### SUPPLIED DATA ###

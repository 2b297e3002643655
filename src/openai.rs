//! OpenAI client configuration with sensible defaults.

use crate::config::Settings;
use async_openai::{config::OpenAIConfig, Client};
use std::time::Duration;

/// Default timeout for OpenAI API requests (5 minutes).
const DEFAULT_TIMEOUT_SECS: u64 = 300;

/// Create an OpenAI client with the timeout from settings.
pub fn create_client(settings: &Settings) -> Client<OpenAIConfig> {
    create_client_with_timeout(Duration::from_secs(settings.openai.request_timeout_seconds))
}

/// Create an OpenAI client with a custom timeout.
///
/// Uses a 5-minute timeout by default to prevent hung API calls.
pub fn create_client_with_timeout(timeout: Duration) -> Client<OpenAIConfig> {
    let timeout = if timeout.is_zero() {
        Duration::from_secs(DEFAULT_TIMEOUT_SECS)
    } else {
        timeout
    };

    let http_client = reqwest::Client::builder()
        .timeout(timeout)
        .build()
        .expect("Failed to create HTTP client");

    Client::with_config(OpenAIConfig::default()).with_http_client(http_client)
}
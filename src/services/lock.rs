//! Single-flight lock map
//!
//! Best-effort mutual exclusion across update jobs: one entry per course code
//! plus a global entry for the "all courses" sweep. Acquisition is an atomic
//! put-if-absent under a single mutex, and entries carry a TTL so an
//! abandoned lock self-expires instead of deadlocking forever. The TTL is a
//! crude deadlock-breaker, not a correctness mechanism.

use std::collections::hash_map::Entry;
use std::collections::HashMap;
use std::sync::{Arc, Mutex, MutexGuard};
use std::time::{Duration, Instant};

/// Lock key for the "update all courses" sweep
pub const ALL_COURSES_KEY: &str = "ALL";

/// Shared TTL'd lock map
#[derive(Debug, Clone)]
pub struct LockMap {
    ttl: Duration,
    entries: Arc<Mutex<HashMap<String, Instant>>>,
}

impl LockMap {
    pub fn new(ttl: Duration) -> Self {
        Self {
            ttl,
            entries: Arc::new(Mutex::new(HashMap::new())),
        }
    }

    fn lock_entries(&self) -> MutexGuard<'_, HashMap<String, Instant>> {
        // A poisoned mutex only means a panic elsewhere; the map itself
        // is still usable.
        self.entries.lock().unwrap_or_else(|e| e.into_inner())
    }

    /// Try to take the lock for `key`. Returns true if this caller now
    /// holds it, false if another holder is active.
    pub fn try_acquire(&self, key: &str) -> bool {
        let mut entries = self.lock_entries();
        let now = Instant::now();
        entries.retain(|_, expires_at| *expires_at > now);
        match entries.entry(key.to_string()) {
            Entry::Occupied(_) => false,
            Entry::Vacant(slot) => {
                slot.insert(now + self.ttl);
                true
            }
        }
    }

    /// Release the lock for `key`. Releasing an unheld key is a no-op.
    pub fn release(&self, key: &str) {
        self.lock_entries().remove(key);
    }

    /// Whether a live (unexpired) lock exists for `key`
    pub fn is_held(&self, key: &str) -> bool {
        let entries = self.lock_entries();
        entries
            .get(key)
            .map(|expires_at| *expires_at > Instant::now())
            .unwrap_or(false)
    }
}

#[cfg(test)]
mod tests {
    use super::*;

    #[test]
    fn second_acquire_fails_while_held() {
        let locks = LockMap::new(Duration::from_secs(60));
        assert!(locks.try_acquire("PVT"));
        assert!(!locks.try_acquire("PVT"));
        assert!(locks.is_held("PVT"));
    }

    #[test]
    fn release_allows_reacquire() {
        let locks = LockMap::new(Duration::from_secs(60));
        assert!(locks.try_acquire("PVT"));
        locks.release("PVT");
        assert!(!locks.is_held("PVT"));
        assert!(locks.try_acquire("PVT"));
    }

    #[test]
    fn course_and_global_locks_are_independent() {
        let locks = LockMap::new(Duration::from_secs(60));
        assert!(locks.try_acquire(ALL_COURSES_KEY));
        assert!(locks.try_acquire("PVT"));
        assert!(locks.try_acquire("IFR"));
    }

    #[test]
    fn expired_lock_can_be_reacquired() {
        let locks = LockMap::new(Duration::from_millis(20));
        assert!(locks.try_acquire("PVT"));
        std::thread::sleep(Duration::from_millis(40));
        assert!(!locks.is_held("PVT"));
        assert!(locks.try_acquire("PVT"));
    }
}
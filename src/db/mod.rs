//! Local database access
//!
//! One SQLite database holds the synchronized copy of every remote table.
//! Tables are created on startup; sync is upsert-only, so no migrations
//! beyond `CREATE TABLE IF NOT EXISTS` are required.

pub mod answers;
pub mod catalog;
pub mod images;
pub mod questions;
pub mod relations;

use crate::Result;
use sqlx::SqlitePool;
use std::path::Path;

/// Initialize the local database connection pool
pub async fn init_pool(db_path: &Path) -> Result<SqlitePool> {
    if let Some(parent) = db_path.parent() {
        if !parent.as_os_str().is_empty() {
            std::fs::create_dir_all(parent)?;
        }
    }

    let db_url = format!("sqlite://{}?mode=rwc", db_path.display());
    tracing::debug!("Connecting to database: {}", db_url);

    let pool = SqlitePool::connect(&db_url).await?;
    init_tables(&pool).await?;

    Ok(pool)
}

/// Create the local tables if they don't exist.
///
/// Each table mirrors one remote table, keyed locally by `id` and matched
/// against the remote snapshot by its unique remote key. Questions are
/// matched by `(remote_id, course)` since remote ids recur across courses.
async fn init_tables(pool: &SqlitePool) -> Result<()> {
    let statements = [
        r#"
        CREATE TABLE IF NOT EXISTS questions (
            id INTEGER PRIMARY KEY AUTOINCREMENT,
            remote_id INTEGER NOT NULL,
            course TEXT NOT NULL,
            text TEXT,
            chapter_id INTEGER,
            smc_id INTEGER,
            source_id INTEGER,
            last_modified TEXT,
            explanation TEXT,
            old_question_id INTEGER,
            lsc_id INTEGER,
            UNIQUE(remote_id, course)
        )
        "#,
        r#"
        CREATE TABLE IF NOT EXISTS answers (
            id INTEGER PRIMARY KEY AUTOINCREMENT,
            remote_id INTEGER NOT NULL UNIQUE,
            text TEXT,
            question_id INTEGER NOT NULL,
            correct INTEGER NOT NULL DEFAULT 0,
            choice TEXT,
            last_modified TEXT,
            discussion TEXT
        )
        "#,
        r#"
        CREATE TABLE IF NOT EXISTS images (
            id INTEGER PRIMARY KEY AUTOINCREMENT,
            remote_id INTEGER NOT NULL UNIQUE,
            pic_type INTEGER,
            group_id INTEGER,
            test_id INTEGER,
            image_name TEXT,
            description TEXT,
            file_name TEXT,
            bin_image BLOB,
            last_modified TEXT,
            figure_section_id INTEGER,
            pixels_per_nm REAL,
            sort_by INTEGER,
            image_library_id INTEGER
        )
        "#,
        r#"
        CREATE TABLE IF NOT EXISTS acs (
            id INTEGER PRIMARY KEY AUTOINCREMENT,
            remote_id INTEGER NOT NULL UNIQUE,
            group_id INTEGER,
            parent_id INTEGER,
            code TEXT,
            description TEXT,
            is_completed_code INTEGER,
            last_modified TEXT
        )
        "#,
        r#"
        CREATE TABLE IF NOT EXISTS binary_data (
            id INTEGER PRIMARY KEY AUTOINCREMENT,
            remote_id INTEGER NOT NULL UNIQUE,
            category INTEGER,
            group_id INTEGER,
            image_name TEXT,
            description TEXT,
            file_name TEXT,
            bin_type INTEGER,
            bin_data BLOB,
            last_modified TEXT
        )
        "#,
        r#"
        CREATE TABLE IF NOT EXISTS chapters (
            id INTEGER PRIMARY KEY AUTOINCREMENT,
            chapter_id INTEGER NOT NULL UNIQUE,
            chapter_name TEXT,
            group_id INTEGER,
            sort_by INTEGER,
            last_modified TEXT
        )
        "#,
        r#"
        CREATE TABLE IF NOT EXISTS figure_sections (
            id INTEGER PRIMARY KEY AUTOINCREMENT,
            figure_section_id INTEGER NOT NULL UNIQUE,
            figure_section TEXT,
            last_modified TEXT
        )
        "#,
        r#"
        CREATE TABLE IF NOT EXISTS groups (
            id INTEGER PRIMARY KEY AUTOINCREMENT,
            group_id INTEGER NOT NULL UNIQUE,
            group_name TEXT,
            group_abbr TEXT,
            last_modified TEXT
        )
        "#,
        r#"
        CREATE TABLE IF NOT EXISTS library (
            id INTEGER PRIMARY KEY AUTOINCREMENT,
            remote_id INTEGER NOT NULL UNIQUE,
            region TEXT,
            parent_id INTEGER,
            name TEXT,
            description TEXT,
            is_section INTEGER,
            source TEXT,
            ordinal INTEGER,
            last_modified TEXT
        )
        "#,
        r#"
        CREATE TABLE IF NOT EXISTS subject_matter_codes (
            id INTEGER PRIMARY KEY AUTOINCREMENT,
            remote_id INTEGER NOT NULL UNIQUE,
            code TEXT,
            source_id INTEGER,
            description TEXT,
            last_modified TEXT,
            is_lsc INTEGER
        )
        "#,
        r#"
        CREATE TABLE IF NOT EXISTS sources (
            id INTEGER PRIMARY KEY AUTOINCREMENT,
            remote_id INTEGER NOT NULL UNIQUE,
            author TEXT,
            title TEXT,
            abbreviation TEXT,
            last_modified TEXT
        )
        "#,
        r#"
        CREATE TABLE IF NOT EXISTS refs (
            id INTEGER PRIMARY KEY AUTOINCREMENT,
            ref_id INTEGER NOT NULL UNIQUE,
            ref_text TEXT,
            last_modified TEXT
        )
        "#,
        r#"
        CREATE TABLE IF NOT EXISTS tests (
            id INTEGER PRIMARY KEY AUTOINCREMENT,
            test_id INTEGER NOT NULL UNIQUE,
            test_name TEXT,
            test_abbr TEXT,
            group_id INTEGER,
            sort_by INTEGER,
            last_modified TEXT
        )
        "#,
        r#"
        CREATE TABLE IF NOT EXISTS text_const (
            id INTEGER PRIMARY KEY AUTOINCREMENT,
            remote_id INTEGER NOT NULL UNIQUE,
            const_name TEXT,
            const_value TEXT,
            group_id INTEGER,
            test_id INTEGER,
            last_modified TEXT
        )
        "#,
        r#"
        CREATE TABLE IF NOT EXISTS question_acs (
            id INTEGER PRIMARY KEY AUTOINCREMENT,
            remote_id INTEGER NOT NULL UNIQUE,
            question_id INTEGER NOT NULL,
            acs_id INTEGER NOT NULL
        )
        "#,
        r#"
        CREATE TABLE IF NOT EXISTS question_ref_images (
            id INTEGER PRIMARY KEY AUTOINCREMENT,
            remote_id INTEGER NOT NULL UNIQUE,
            question_id INTEGER NOT NULL,
            image_id INTEGER NOT NULL,
            annotation TEXT
        )
        "#,
        r#"
        CREATE TABLE IF NOT EXISTS question_references (
            id INTEGER PRIMARY KEY AUTOINCREMENT,
            remote_id INTEGER NOT NULL UNIQUE,
            question_id INTEGER NOT NULL,
            ref_id INTEGER NOT NULL
        )
        "#,
        r#"
        CREATE TABLE IF NOT EXISTS question_tests (
            id INTEGER PRIMARY KEY AUTOINCREMENT,
            remote_id INTEGER NOT NULL UNIQUE,
            question_id INTEGER NOT NULL,
            test_id INTEGER NOT NULL,
            is_linked INTEGER,
            sort_by INTEGER,
            link_chapter INTEGER,
            is_important INTEGER
        )
        "#,
    ];

    for statement in statements {
        sqlx::query(statement).execute(pool).await?;
    }

    tracing::info!("Database tables initialized");

    Ok(())
}
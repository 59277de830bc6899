//! Question association-table storage (many-to-many resolution records).

use crate::models::{QuestionAcs, QuestionRefImage, QuestionReference, QuestionTest};
use crate::Result;
use sqlx::SqlitePool;

pub async fn upsert_question_acs(pool: &SqlitePool, link: &QuestionAcs) -> Result<()> {
    sqlx::query(
        r#"
        INSERT INTO question_acs (remote_id, question_id, acs_id)
        VALUES (?, ?, ?)
        ON CONFLICT(remote_id) DO UPDATE SET
            question_id = excluded.question_id,
            acs_id = excluded.acs_id
        "#,
    )
    .bind(link.remote_id)
    .bind(link.question_id)
    .bind(link.acs_id)
    .execute(pool)
    .await?;
    Ok(())
}

pub async fn upsert_question_ref_image(pool: &SqlitePool, link: &QuestionRefImage) -> Result<()> {
    sqlx::query(
        r#"
        INSERT INTO question_ref_images (remote_id, question_id, image_id, annotation)
        VALUES (?, ?, ?, ?)
        ON CONFLICT(remote_id) DO UPDATE SET
            question_id = excluded.question_id,
            image_id = excluded.image_id,
            annotation = excluded.annotation
        "#,
    )
    .bind(link.remote_id)
    .bind(link.question_id)
    .bind(link.image_id)
    .bind(&link.annotation)
    .execute(pool)
    .await?;
    Ok(())
}

pub async fn upsert_question_reference(pool: &SqlitePool, link: &QuestionReference) -> Result<()> {
    sqlx::query(
        r#"
        INSERT INTO question_references (remote_id, question_id, ref_id)
        VALUES (?, ?, ?)
        ON CONFLICT(remote_id) DO UPDATE SET
            question_id = excluded.question_id,
            ref_id = excluded.ref_id
        "#,
    )
    .bind(link.remote_id)
    .bind(link.question_id)
    .bind(link.ref_id)
    .execute(pool)
    .await?;
    Ok(())
}

pub async fn upsert_question_test(pool: &SqlitePool, link: &QuestionTest) -> Result<()> {
    sqlx::query(
        r#"
        INSERT INTO question_tests (
            remote_id, question_id, test_id, is_linked, sort_by, link_chapter, is_important
        ) VALUES (?, ?, ?, ?, ?, ?, ?)
        ON CONFLICT(remote_id) DO UPDATE SET
            question_id = excluded.question_id,
            test_id = excluded.test_id,
            is_linked = excluded.is_linked,
            sort_by = excluded.sort_by,
            link_chapter = excluded.link_chapter,
            is_important = excluded.is_important
        "#,
    )
    .bind(link.remote_id)
    .bind(link.question_id)
    .bind(link.test_id)
    .bind(link.is_linked)
    .bind(link.sort_by)
    .bind(link.link_chapter)
    .bind(link.is_important)
    .execute(pool)
    .await?;
    Ok(())
}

###

REQUIRED ACTION:
Would you retype exactly the lines above, from the line with "CREATE TABLE IF NOT EXISTS question_ref_images" to the line with "image_id INTEGER NOT", with both end lines kept and nothing more?

SOLVED EXERCISE:
        CREATE TABLE IF NOT EXISTS question_ref_images (
            id INTEGER PRIMARY KEY AUTOINCREMENT,
            remote_id INTEGER NOT NULL UNIQUE,
            question_id INTEGER NOT NULL,
            image_id INTEGER NOT NULL,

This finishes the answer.